Different sources of venous admixture
- "True" shunt through useless lung: blood passing through a diseased pneumonic lung (or one which has collapsed), with V/Q ratio of 0 (i.e. no V, all Q). This blood will exchange no gas.
- "V/Q scatter": Lung regions which have a V/Q ratio less than 1 will have inefficient gas exchange, and will return pulmonary venous blood which is incompletely oxygenated. As the name suggests, the oxygen content of such blood will be available in a wide range, from blood which closely resembles mixed venous, to blood which is only slightly deoxygenated. The category of anatomical shunt for some reason excludes this form of venous admixture.

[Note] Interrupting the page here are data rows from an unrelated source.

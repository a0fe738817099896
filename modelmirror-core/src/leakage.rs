//! Target leakage signals: numeric features ranked by absolute Pearson
//! correlation with the target column.

use crate::data::Dataset;
use crate::error::{AuditError, Result};
use serde::Serialize;
use std::cmp::Ordering;
use tracing::debug;

/// One feature's absolute correlation with the target. `NaN` when undefined.
#[derive(Debug, Clone, PartialEq, Serialize)]
pub struct LeakageSignal {
    pub feature: String,
    pub correlation: f64,
}

/// Features ordered by descending absolute correlation; undefined ones last.
#[derive(Debug, Clone, Default, PartialEq, Serialize)]
pub struct LeakageResult {
    pub target: String,
    pub signals: Vec<LeakageSignal>,
}

impl LeakageResult {
    pub fn len(&self) -> usize {
        self.signals.len()
    }

    pub fn is_empty(&self) -> bool {
        self.signals.is_empty()
    }

    pub fn iter(&self) -> impl Iterator<Item = &LeakageSignal> {
        self.signals.iter()
    }

    /// Features at or above `threshold`.
    pub fn suspicious(&self, threshold: f64) -> Vec<&LeakageSignal> {
        self.signals
            .iter()
            .filter(|s| s.correlation >= threshold)
            .collect()
    }
}

/// Rank every other numeric column of `dataset` by |r| with `target_column`.
pub fn check_leakage(dataset: &Dataset, target_column: &str) -> Result<LeakageResult> {
    let target = dataset.column(target_column)?;
    if !target.kind().is_numeric() {
        return Err(AuditError::NonNumericTarget(target_column.to_string()));
    }
    let target_values = target.numeric_values();

    let mut signals: Vec<LeakageSignal> = dataset
        .columns()
        .iter()
        .filter(|c| c.name != target_column && c.kind().is_numeric())
        .map(|c| LeakageSignal {
            feature: c.name.clone(),
            correlation: pearson(&target_values, &c.numeric_values()).abs(),
        })
        .collect();

    // `sort_by` is stable, so exact ties keep column order.
    signals.sort_by(|a, b| match (a.correlation.is_nan(), b.correlation.is_nan()) {
        (true, true) => Ordering::Equal,
        (true, false) => Ordering::Greater,
        (false, true) => Ordering::Less,
        (false, false) => b.correlation.total_cmp(&a.correlation),
    });

    debug!(
        target = target_column,
        features = signals.len(),
        "Computed leakage signals"
    );

    Ok(LeakageResult {
        target: target_column.to_string(),
        signals,
    })
}

/// Pearson correlation over pairwise-complete observations.
///
/// Returns `NaN` with fewer than two complete pairs or when either side has
/// zero variance. The result is clamped to [-1, 1] against rounding.
pub fn pearson(x: &[Option<f64>], y: &[Option<f64>]) -> f64 {
    let pairs: Vec<(f64, f64)> = x
        .iter()
        .zip(y)
        .filter_map(|(a, b)| match (a, b) {
            (Some(a), Some(b)) if a.is_finite() && b.is_finite() => Some((*a, *b)),
            _ => None,
        })
        .collect();
    if pairs.len() < 2 {
        return f64::NAN;
    }

    let n = pairs.len() as f64;
    let mean_x = pairs.iter().map(|p| p.0).sum::<f64>() / n;
    let mean_y = pairs.iter().map(|p| p.1).sum::<f64>() / n;

    let (mut cov, mut var_x, mut var_y) = (0.0, 0.0, 0.0);
    for (a, b) in &pairs {
        let dx = a - mean_x;
        let dy = b - mean_y;
        cov += dx * dy;
        var_x += dx * dx;
        var_y += dy * dy;
    }
    if var_x == 0.0 || var_y == 0.0 {
        return f64::NAN;
    }
    (cov / (var_x.sqrt() * var_y.sqrt())).clamp(-1.0, 1.0)
}
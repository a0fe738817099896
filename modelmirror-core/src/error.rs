//! Error types for the modelmirror-core crate.

use thiserror::Error;

/// Top-level error type for audit operations.
#[derive(Debug, Error)]
pub enum AuditError {
    #[error("Shape mismatch: y_true has {y_true} rows, y_pred has {y_pred}, group has {group}")]
    ShapeMismatch {
        y_true: usize,
        y_pred: usize,
        group: usize,
    },

    #[error("Column not found: {0}")]
    ColumnNotFound(String),

    #[error("Target column '{0}' is not numeric")]
    NonNumericTarget(String),

    #[error("Unsupported format: {0}")]
    UnsupportedFormat(String),

    #[error("Invalid model definition: {0}")]
    InvalidModelDefinition(String),

    #[error("Report export failed: {0}")]
    ExportFailed(String),

    #[error("Dataset error: {0}")]
    Dataset(String),

    #[error("Prediction error: {0}")]
    Prediction(String),

    #[error("Python runtime error: {0}")]
    Python(String),

    #[error("Timeout: {0}")]
    Timeout(String),

    #[error("Configuration error: {0}")]
    Config(String),

    #[error("IO error: {0}")]
    Io(#[from] std::io::Error),

    #[error("Serialization error: {0}")]
    Serde(#[from] serde_json::Error),
}

impl AuditError {
    pub fn column_not_found(name: impl Into<String>) -> Self {
        Self::ColumnNotFound(name.into())
    }

    pub fn unsupported_format(msg: impl Into<String>) -> Self {
        Self::UnsupportedFormat(msg.into())
    }

    pub fn invalid_model(msg: impl Into<String>) -> Self {
        Self::InvalidModelDefinition(msg.into())
    }

    pub fn export_failed(msg: impl Into<String>) -> Self {
        Self::ExportFailed(msg.into())
    }

    pub fn dataset(msg: impl Into<String>) -> Self {
        Self::Dataset(msg.into())
    }

    pub fn prediction(msg: impl Into<String>) -> Self {
        Self::Prediction(msg.into())
    }

    /// Whether the error came from loading user input (dataset or model)
    /// rather than from an analytical routine. Callers at the boundary
    /// report these as recoverable and let the user retry.
    pub fn is_ingestion(&self) -> bool {
        matches!(
            self,
            Self::UnsupportedFormat(_)
                | Self::InvalidModelDefinition(_)
                | Self::Dataset(_)
                | Self::Python(_)
                | Self::Io(_)
        )
    }
}

pub type Result<T, E = AuditError> = std::result::Result<T, E>;

#[cfg(test)]
mod tests {
    use super::*;

    #[test]
    fn test_shape_mismatch_message() {
        let err = AuditError::ShapeMismatch {
            y_true: 4,
            y_pred: 3,
            group: 4,
        };
        assert_eq!(
            err.to_string(),
            "Shape mismatch: y_true has 4 rows, y_pred has 3, group has 4"
        );
    }

    #[test]
    fn test_ingestion_classification() {
        assert!(AuditError::unsupported_format("xyz").is_ingestion());
        assert!(AuditError::invalid_model("no factory").is_ingestion());
        assert!(!AuditError::column_not_found("age").is_ingestion());
        assert!(!AuditError::export_failed("disk full").is_ingestion());
    }
}
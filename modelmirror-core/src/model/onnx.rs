//! Compiled inference graphs via ONNX Runtime.

use crate::data::{Dataset, Label};
use crate::error::{AuditError, Result};
use crate::model::{ModelKind, Predictor};
use async_trait::async_trait;
use ort::session::Session;
use ort::value::Tensor;
use std::sync::Mutex;

/// An ONNX graph taking one `float32[N, F]` input. Integer outputs are used as
/// labels; float outputs are thresholded at 0.5 (one column) or arg-maxed.
pub struct OnnxPredictor {
    session: Mutex<Session>,
    input_name: String,
}

impl OnnxPredictor {
    pub fn from_bytes(bytes: &[u8]) -> Result<Self> {
        let session = Session::builder()
            .and_then(|builder| builder.commit_from_memory(bytes))
            .map_err(|e| AuditError::invalid_model(format!("Invalid ONNX graph: {e}")))?;
        let input_name = session
            .inputs
            .first()
            .map(|input| input.name.clone())
            .ok_or_else(|| AuditError::invalid_model("ONNX graph declares no inputs"))?;
        Ok(Self {
            session: Mutex::new(session),
            input_name,
        })
    }
}

#[async_trait]
impl Predictor for OnnxPredictor {
    fn kind(&self) -> ModelKind {
        ModelKind::CompiledGraph
    }

    fn feature_names(&self) -> Option<&[String]> {
        None
    }

    async fn predict(&self, rows: &Dataset) -> Result<Vec<Label>> {
        let (n, k) = (rows.n_rows(), rows.n_cols());
        let mut data = Vec::with_capacity(n * k);
        for i in 0..n {
            for column in rows.columns() {
                let value = column.values[i].as_f64().ok_or_else(|| {
                    AuditError::prediction(format!(
                        "Row {} has a missing or non-numeric value for '{}'",
                        i + 1,
                        column.name
                    ))
                })?;
                data.push(value as f32);
            }
        }
        let input = Tensor::from_array(([n, k], data))
            .map_err(|e| AuditError::prediction(format!("Failed to build input tensor: {e}")))?;

        let mut session = self
            .session
            .lock()
            .map_err(|_| AuditError::prediction("ONNX session lock poisoned"))?;
        let outputs = session
            .run(ort::inputs![self.input_name.as_str() => input])
            .map_err(|e| AuditError::prediction(format!("ONNX inference failed: {e}")))?;
        let output = &outputs[0];

        if let Ok((_, labels)) = output.try_extract_tensor::<i64>() {
            return Ok(labels.iter().map(|&l| Label::Int(l)).collect());
        }
        let (shape, scores) = output
            .try_extract_tensor::<f32>()
            .map_err(|e| AuditError::prediction(format!("Unsupported ONNX output: {e}")))?;
        let width = if shape.len() == 2 { shape[1].max(1) as usize } else { 1 };
        if width == 1 {
            return Ok(scores
                .iter()
                .map(|&s| Label::Int(i64::from(s >= 0.5)))
                .collect());
        }
        Ok(scores
            .chunks(width)
            .map(|row| {
                let best = row
                    .iter()
                    .enumerate()
                    .max_by(|a, b| a.1.total_cmp(b.1))
                    .map_or(0, |(i, _)| i);
                Label::Int(best as i64)
            })
            .collect())
    }
}
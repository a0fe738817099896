//! In-memory tabular dataset.

use crate::data::value::{ColumnKind, Label, Value};
use crate::error::{AuditError, Result};
use serde::{Deserialize, Serialize};
use std::collections::HashSet;

/// A named column of cell values.
#[derive(Debug, Clone, PartialEq, Serialize, Deserialize)]
pub struct Column {
    pub name: String,
    pub values: Vec<Value>,
}

impl Column {
    pub fn new(name: impl Into<String>, values: Vec<Value>) -> Self {
        Self {
            name: name.into(),
            values,
        }
    }

    /// Convenience constructor for numeric columns.
    pub fn numeric(name: impl Into<String>, values: impl IntoIterator<Item = f64>) -> Self {
        Self::new(name, values.into_iter().map(Value::Number).collect())
    }

    /// Convenience constructor for text columns.
    pub fn text<S: Into<String>>(name: impl Into<String>, values: impl IntoIterator<Item = S>) -> Self {
        Self::new(
            name,
            values.into_iter().map(|s| Value::Text(s.into())).collect(),
        )
    }

    pub fn len(&self) -> usize {
        self.values.len()
    }

    pub fn is_empty(&self) -> bool {
        self.values.is_empty()
    }

    pub fn kind(&self) -> ColumnKind {
        ColumnKind::infer(&self.values)
    }

    pub fn null_count(&self) -> usize {
        self.values.iter().filter(|v| v.is_null()).count()
    }

    pub fn unique_count(&self) -> usize {
        self.labels().into_iter().collect::<HashSet<_>>().len()
    }

    /// Numeric view of the column; `None` for missing or non-numeric cells.
    pub fn numeric_values(&self) -> Vec<Option<f64>> {
        self.values.iter().map(Value::as_f64).collect()
    }

    /// Label view of the column, used for targets and group attributes.
    pub fn labels(&self) -> Vec<Label> {
        self.values.iter().map(Label::from).collect()
    }
}

/// An ordered collection of equally long, uniquely named columns.
#[derive(Debug, Clone, Default, PartialEq, Serialize, Deserialize)]
pub struct Dataset {
    columns: Vec<Column>,
}

impl Dataset {
    /// Build a dataset, checking that names are unique and lengths agree.
    pub fn new(columns: Vec<Column>) -> Result<Self> {
        let mut seen = HashSet::new();
        for column in &columns {
            if !seen.insert(column.name.as_str()) {
                return Err(AuditError::dataset(format!(
                    "Duplicate column name '{}'",
                    column.name
                )));
            }
        }
        if let Some(first) = columns.first() {
            let expected = first.len();
            if let Some(bad) = columns.iter().find(|c| c.len() != expected) {
                return Err(AuditError::dataset(format!(
                    "Column '{}' has {} rows, expected {}",
                    bad.name,
                    bad.len(),
                    expected
                )));
            }
        }
        Ok(Self { columns })
    }

    /// Build a dataset from a header and row-major cells. Short rows are
    /// padded with nulls; long rows are rejected.
    pub fn from_rows(headers: Vec<String>, rows: Vec<Vec<Value>>) -> Result<Self> {
        let width = headers.len();
        let mut columns: Vec<Vec<Value>> = vec![Vec::with_capacity(rows.len()); width];
        for (i, row) in rows.into_iter().enumerate() {
            if row.len() > width {
                return Err(AuditError::dataset(format!(
                    "Row {} has {} fields but the header has {}",
                    i + 1,
                    row.len(),
                    width
                )));
            }
            let mut cells = row.into_iter();
            for column in columns.iter_mut() {
                column.push(cells.next().unwrap_or(Value::Null));
            }
        }
        Self::new(
            headers
                .into_iter()
                .zip(columns)
                .map(|(name, values)| Column::new(name, values))
                .collect(),
        )
    }

    pub fn n_rows(&self) -> usize {
        self.columns.first().map_or(0, Column::len)
    }

    pub fn n_cols(&self) -> usize {
        self.columns.len()
    }

    pub fn is_empty(&self) -> bool {
        self.n_rows() == 0 || self.columns.is_empty()
    }

    pub fn columns(&self) -> &[Column] {
        &self.columns
    }

    pub fn column_names(&self) -> Vec<&str> {
        self.columns.iter().map(|c| c.name.as_str()).collect()
    }

    pub fn has_column(&self, name: &str) -> bool {
        self.columns.iter().any(|c| c.name == name)
    }

    pub fn column(&self, name: &str) -> Result<&Column> {
        self.columns
            .iter()
            .find(|c| c.name == name)
            .ok_or_else(|| AuditError::column_not_found(name))
    }

    /// Cells of row `index` in column order.
    pub fn row(&self, index: usize) -> Vec<&Value> {
        self.columns.iter().map(|c| &c.values[index]).collect()
    }

    /// New dataset with only the named columns, in the given order.
    pub fn select<S: AsRef<str>>(&self, names: &[S]) -> Result<Self> {
        let columns = names
            .iter()
            .map(|n| self.column(n.as_ref()).cloned())
            .collect::<Result<Vec<_>>>()?;
        Self::new(columns)
    }

    /// New dataset without the named column. Unknown names are ignored.
    pub fn without(&self, name: &str) -> Self {
        Self {
            columns: self
                .columns
                .iter()
                .filter(|c| c.name != name)
                .cloned()
                .collect(),
        }
    }

    /// New dataset with the rows at `indices`, in that order.
    pub fn take_rows(&self, indices: &[usize]) -> Self {
        Self {
            columns: self
                .columns
                .iter()
                .map(|c| Column::new(c.name.clone(), indices.iter().map(|&i| c.values[i].clone()).collect()))
                .collect(),
        }
    }

    /// New dataset with the first `n` rows.
    pub fn head(&self, n: usize) -> Self {
        let indices: Vec<usize> = (0..n.min(self.n_rows())).collect();
        self.take_rows(&indices)
    }

    /// New dataset where `name` holds `values` instead.
    pub fn with_column_replaced(&self, name: &str, values: Vec<Value>) -> Result<Self> {
        if values.len() != self.n_rows() {
            return Err(AuditError::dataset(format!(
                "Replacement for '{}' has {} rows, expected {}",
                name,
                values.len(),
                self.n_rows()
            )));
        }
        let mut replaced = false;
        let columns = self
            .columns
            .iter()
            .map(|c| {
                if c.name == name {
                    replaced = true;
                    Column::new(name, values.clone())
                } else {
                    c.clone()
                }
            })
            .collect();
        if !replaced {
            return Err(AuditError::column_not_found(name));
        }
        Ok(Self { columns })
    }

    /// Names of the numeric (including boolean) columns in column order.
    pub fn numeric_column_names(&self) -> Vec<&str> {
        self.columns
            .iter()
            .filter(|c| c.kind().is_numeric())
            .map(|c| c.name.as_str())
            .collect()
    }

    /// Label view of a column.
    pub fn labels(&self, name: &str) -> Result<Vec<Label>> {
        Ok(self.column(name)?.labels())
    }
}

#[cfg(test)]
mod tests {
    use super::*;

    fn sample() -> Dataset {
        Dataset::new(vec![
            Column::numeric("age", [25.0, 30.0, 35.0]),
            Column::text("sex", ["F", "M", "F"]),
            Column::numeric("target", [0.0, 1.0, 1.0]),
        ])
        .unwrap()
    }

    #[test]
    fn test_rejects_duplicate_names() {
        let result = Dataset::new(vec![
            Column::numeric("a", [1.0]),
            Column::numeric("a", [2.0]),
        ]);
        assert!(matches!(result, Err(AuditError::Dataset(_))));
    }

    #[test]
    fn test_rejects_ragged_columns() {
        let result = Dataset::new(vec![
            Column::numeric("a", [1.0, 2.0]),
            Column::numeric("b", [2.0]),
        ]);
        assert!(result.is_err());
    }

    #[test]
    fn test_from_rows_pads_short_rows() {
        let ds = Dataset::from_rows(
            vec!["a".into(), "b".into()],
            vec![vec![Value::Number(1.0)], vec![Value::Number(2.0), Value::Bool(true)]],
        )
        .unwrap();
        assert_eq!(ds.n_rows(), 2);
        assert_eq!(ds.column("b").unwrap().values[0], Value::Null);
    }

    #[test]
    fn test_select_and_without() {
        let ds = sample();
        let selected = ds.select(&["target", "age"]).unwrap();
        assert_eq!(selected.column_names(), vec!["target", "age"]);
        assert!(matches!(
            ds.select(&["missing"]),
            Err(AuditError::ColumnNotFound(_))
        ));
        assert_eq!(ds.without("sex").column_names(), vec!["age", "target"]);
    }

    #[test]
    fn test_numeric_columns_skip_text() {
        assert_eq!(sample().numeric_column_names(), vec!["age", "target"]);
    }

    #[test]
    fn test_take_rows_and_replace() {
        let ds = sample();
        let taken = ds.take_rows(&[2, 0]);
        assert_eq!(
            taken.column("age").unwrap().values,
            vec![Value::Number(35.0), Value::Number(25.0)]
        );
        let replaced = ds
            .with_column_replaced("age", vec![Value::Null; 3])
            .unwrap();
        assert_eq!(replaced.column("age").unwrap().null_count(), 3);
        assert!(ds.with_column_replaced("age", vec![]).is_err());
    }
}
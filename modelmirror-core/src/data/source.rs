//! Dataset ingestion from delimited text, spreadsheets and columnar files.

use crate::config::DataConfig;
use crate::data::dataset::Dataset;
use crate::data::value::Value;
use crate::error::{AuditError, Result};
use serde::{Deserialize, Serialize};
use std::path::Path;
use tracing::{debug, info};

const PARQUET_MAGIC: &[u8] = b"PAR1";
const ZIP_MAGIC: &[u8] = b"PK\x03\x04";
const OLE_MAGIC: &[u8] = &[0xD0, 0xCF, 0x11, 0xE0];

/// The tabular encodings accepted on ingestion.
#[derive(Debug, Clone, Copy, PartialEq, Eq, Serialize, Deserialize)]
#[serde(tag = "type", rename_all = "snake_case")]
pub enum DataFormat {
    Delimited { delimiter: u8 },
    Spreadsheet,
    Columnar,
}

impl DataFormat {
    pub fn name(&self) -> &'static str {
        match self {
            DataFormat::Delimited { .. } => "delimited",
            DataFormat::Spreadsheet => "spreadsheet",
            DataFormat::Columnar => "columnar",
        }
    }
}

/// Pick the encoding from magic bytes, falling back to the file extension.
pub fn detect_format(path: &Path, bytes: &[u8], delimiter: u8) -> Result<DataFormat> {
    if bytes.starts_with(PARQUET_MAGIC) {
        return Ok(DataFormat::Columnar);
    }
    if bytes.starts_with(ZIP_MAGIC) || bytes.starts_with(OLE_MAGIC) {
        return Ok(DataFormat::Spreadsheet);
    }
    let ext = path
        .extension()
        .and_then(|e| e.to_str())
        .map(str::to_ascii_lowercase);
    match ext.as_deref() {
        Some("csv" | "txt") => Ok(DataFormat::Delimited { delimiter }),
        Some("tsv" | "tab") => Ok(DataFormat::Delimited { delimiter: b'\t' }),
        Some("xlsx" | "xlsm" | "xlsb" | "xls" | "ods") => Ok(DataFormat::Spreadsheet),
        Some("parquet" | "pq") => Ok(DataFormat::Columnar),
        Some(other) => Err(AuditError::unsupported_format(format!(
            "Unsupported dataset extension '.{other}' ({})",
            path.display()
        ))),
        None => Err(AuditError::unsupported_format(format!(
            "Cannot determine dataset format of {}",
            path.display()
        ))),
    }
}

/// Read a dataset file from disk.
pub async fn load_dataset(path: &Path, config: &DataConfig) -> Result<Dataset> {
    let bytes = tokio::fs::read(path).await.map_err(|e| {
        AuditError::dataset(format!("Failed to read {}: {e}", path.display()))
    })?;
    let delimiter = config.delimiter_byte()?;
    let format = detect_format(path, &bytes, delimiter)?;
    debug!(path = %path.display(), format = format.name(), bytes = bytes.len(), "Parsing dataset");

    let dataset = parse_dataset(&bytes, format, config.max_rows)?;
    if dataset.is_empty() {
        return Err(AuditError::dataset(format!(
            "Dataset {} contains no rows",
            path.display()
        )));
    }
    info!(
        path = %path.display(),
        format = format.name(),
        rows = dataset.n_rows(),
        columns = dataset.n_cols(),
        "Loaded dataset"
    );
    Ok(dataset)
}

/// Parse raw bytes in the given encoding, keeping at most `limit` rows.
pub fn parse_dataset(bytes: &[u8], format: DataFormat, limit: Option<usize>) -> Result<Dataset> {
    match format {
        DataFormat::Delimited { delimiter } => parse_delimited(bytes, delimiter, limit),
        DataFormat::Spreadsheet => parse_spreadsheet(bytes, limit),
        DataFormat::Columnar => parse_columnar(bytes, limit),
    }
}

fn parse_delimited(bytes: &[u8], delimiter: u8, limit: Option<usize>) -> Result<Dataset> {
    let mut reader = csv::ReaderBuilder::new()
        .delimiter(delimiter)
        .flexible(true)
        .trim(csv::Trim::All)
        .from_reader(bytes);

    let headers: Vec<String> = reader
        .headers()
        .map_err(|e| AuditError::dataset(format!("Invalid header row: {e}")))?
        .iter()
        .enumerate()
        .map(|(i, h)| header_name(h, i))
        .collect();
    if headers.is_empty() {
        return Err(AuditError::dataset("Empty delimited file"));
    }

    let mut rows = Vec::new();
    for record in reader.records() {
        if limit.is_some_and(|max| rows.len() >= max) {
            break;
        }
        let record = record.map_err(|e| AuditError::dataset(format!("Malformed record: {e}")))?;
        if record.iter().all(str::is_empty) {
            continue;
        }
        rows.push(record.iter().map(Value::parse_cell).collect());
    }
    Dataset::from_rows(headers, rows)
}

fn parse_spreadsheet(bytes: &[u8], limit: Option<usize>) -> Result<Dataset> {
    use calamine::{Data, Reader, open_workbook_auto_from_rs};

    let mut workbook = open_workbook_auto_from_rs(std::io::Cursor::new(bytes.to_vec()))
        .map_err(|e| AuditError::unsupported_format(format!("Unreadable spreadsheet: {e}")))?;
    let range = workbook
        .worksheet_range_at(0)
        .ok_or_else(|| AuditError::dataset("Workbook has no sheets"))?
        .map_err(|e| AuditError::dataset(format!("Failed to read first sheet: {e}")))?;

    let mut rows_iter = range.rows();
    let headers: Vec<String> = rows_iter
        .next()
        .ok_or_else(|| AuditError::dataset("First sheet is empty"))?
        .iter()
        .enumerate()
        .map(|(i, cell)| header_name(&cell.to_string(), i))
        .collect();

    let to_value = |cell: &Data| match cell {
        Data::Empty | Data::Error(_) => Value::Null,
        Data::Int(i) => Value::Number(*i as f64),
        Data::Float(f) => Value::Number(*f),
        Data::Bool(b) => Value::Bool(*b),
        Data::String(s) if s.trim().is_empty() => Value::Null,
        Data::String(s) => Value::Text(s.clone()),
        other => Value::Text(other.to_string()),
    };

    let rows: Vec<Vec<Value>> = rows_iter
        .take(limit.unwrap_or(usize::MAX))
        .map(|row| row.iter().map(to_value).collect())
        .collect();
    Dataset::from_rows(headers, rows)
}

#[cfg(feature = "columnar")]
fn parse_columnar(bytes: &[u8], limit: Option<usize>) -> Result<Dataset> {
    use parquet::file::reader::{FileReader, SerializedFileReader};
    use parquet::record::Field;

    let reader = SerializedFileReader::new(bytes::Bytes::copy_from_slice(bytes))
        .map_err(|e| AuditError::unsupported_format(format!("Unreadable parquet file: {e}")))?;
    let headers: Vec<String> = reader
        .metadata()
        .file_metadata()
        .schema_descr()
        .root_schema()
        .get_fields()
        .iter()
        .map(|f| f.name().to_string())
        .collect();

    let to_value = |field: &Field| match field {
        Field::Null => Value::Null,
        Field::Bool(b) => Value::Bool(*b),
        Field::Byte(v) => Value::Number(f64::from(*v)),
        Field::Short(v) => Value::Number(f64::from(*v)),
        Field::Int(v) => Value::Number(f64::from(*v)),
        Field::Long(v) => Value::Number(*v as f64),
        Field::UByte(v) => Value::Number(f64::from(*v)),
        Field::UShort(v) => Value::Number(f64::from(*v)),
        Field::UInt(v) => Value::Number(f64::from(*v)),
        Field::ULong(v) => Value::Number(*v as f64),
        Field::Float(v) => Value::Number(f64::from(*v)),
        Field::Double(v) => Value::Number(*v),
        Field::Str(s) => Value::Text(s.clone()),
        other => Value::Text(other.to_string()),
    };

    let mut rows = Vec::new();
    let iter = reader
        .get_row_iter(None)
        .map_err(|e| AuditError::dataset(format!("Failed to iterate parquet rows: {e}")))?;
    for row in iter.take(limit.unwrap_or(usize::MAX)) {
        let row = row.map_err(|e| AuditError::dataset(format!("Corrupt parquet row: {e}")))?;
        rows.push(row.get_column_iter().map(|(_, field)| to_value(field)).collect());
    }
    Dataset::from_rows(headers, rows)
}

#[cfg(not(feature = "columnar"))]
fn parse_columnar(_bytes: &[u8], _limit: Option<usize>) -> Result<Dataset> {
    Err(AuditError::unsupported_format(
        "Columnar datasets require the `columnar` feature",
    ))
}

fn header_name(raw: &str, index: usize) -> String {
    let trimmed = raw.trim();
    if trimmed.is_empty() {
        format!("Unnamed: {index}")
    } else {
        trimmed.to_string()
    }
}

- Thebesian veins, otherwise known as venae cordis minimae, are tiny valveless veins in the walls of the four cardiac chambers. Their contribution to blood flow is piddling - examination of anaesthetised subjects has suggested that thebesian vein flow contributes 0.12% to 0.43% of the total aortic flow. However, the oxygen content within these veins is probably very low, and the impact on the A-a difference is not trivial.
- Bronchial veins contribute probably no more than 1% of total cardiac output. This is blood which leaves the aorta, nourishes the bronchial wall, and then rejoins the central circulation by draining into the pulmonary veins. According to Nunn's , in patients with bronchiectasis or COPD this contribution could be considerable - as much as 10% of the cardiac output.
- Congenital heart disease with right-to-left shunting is a possibility that should be mentioned, as it allows the right heart to eject into the left circulation, bypassing the lungs.
- Intrapulmonary arteriovenous connection, such as an AVM or fistula, would do exactly the same thing as the intracardiac shunt
- Intrapulmonary sources of poorly oxygenated blood, such as blood draining from the anoxic depths of a lung tumour, or portopulmonary shunts in liver disease, can deliver very oxygen-poor blood to the pulmonary venous circulation
- Virtual shunt is virtual in the sense that it may not actually exist. When one's measurement of shunt is performed without a mixed venous blood sample, the resulting shunt is referred to as virtual. As far as one can tell, this terminology is unique to works published by, or about, Nunn (see Lawler & Nunn, 1984). According to the original authors, this is "the shunt which would explain the relationship between arterial PO2 and inspired oxygen concentration if the arterial-to-mixed venous oxygen concentration difference was 5 vol %".
The magnitude of a normal shunt fraction
In Question 6 from the second paper of 2009, CICM examiners seem to have expected some statement of a "normal" shunt fraction or venous admixture value. In summary, this is far from clear.
For shunt proper, different sources quote very different fractions. For example, Smeenck et al (1997) explored this in a group of patients undergoing a 100% oxygen text prior to cardiac surgery, and calculated a shunt fraction of 10%. This group, of course, cannot be considered normal or healthy, as they were all awaiting cardiac surgery. Ming et al (2014) used a shunt fraction of 5% as the normal range cut-off for their study evaluating the 100% oxygen test. Sarkar et al (2017) report 2-3% in their review, but do not quote a source. Probably the most authoritative reference on this subject is Wagner et al (1974), who used MIGET to evaluate healthy volunteers. These subjects had essentially no shunt with normal room air, and a mean shunt of around 3.2% while breathing 100% FiO2 (or up to 10.7% in the case of one subject), which the investigators attributed to denitrogenation atelectasis.
Venous admixture, as measured in normal subjects breathing room air, is usually about 3%. This value comes from Said & Banerjee (1963).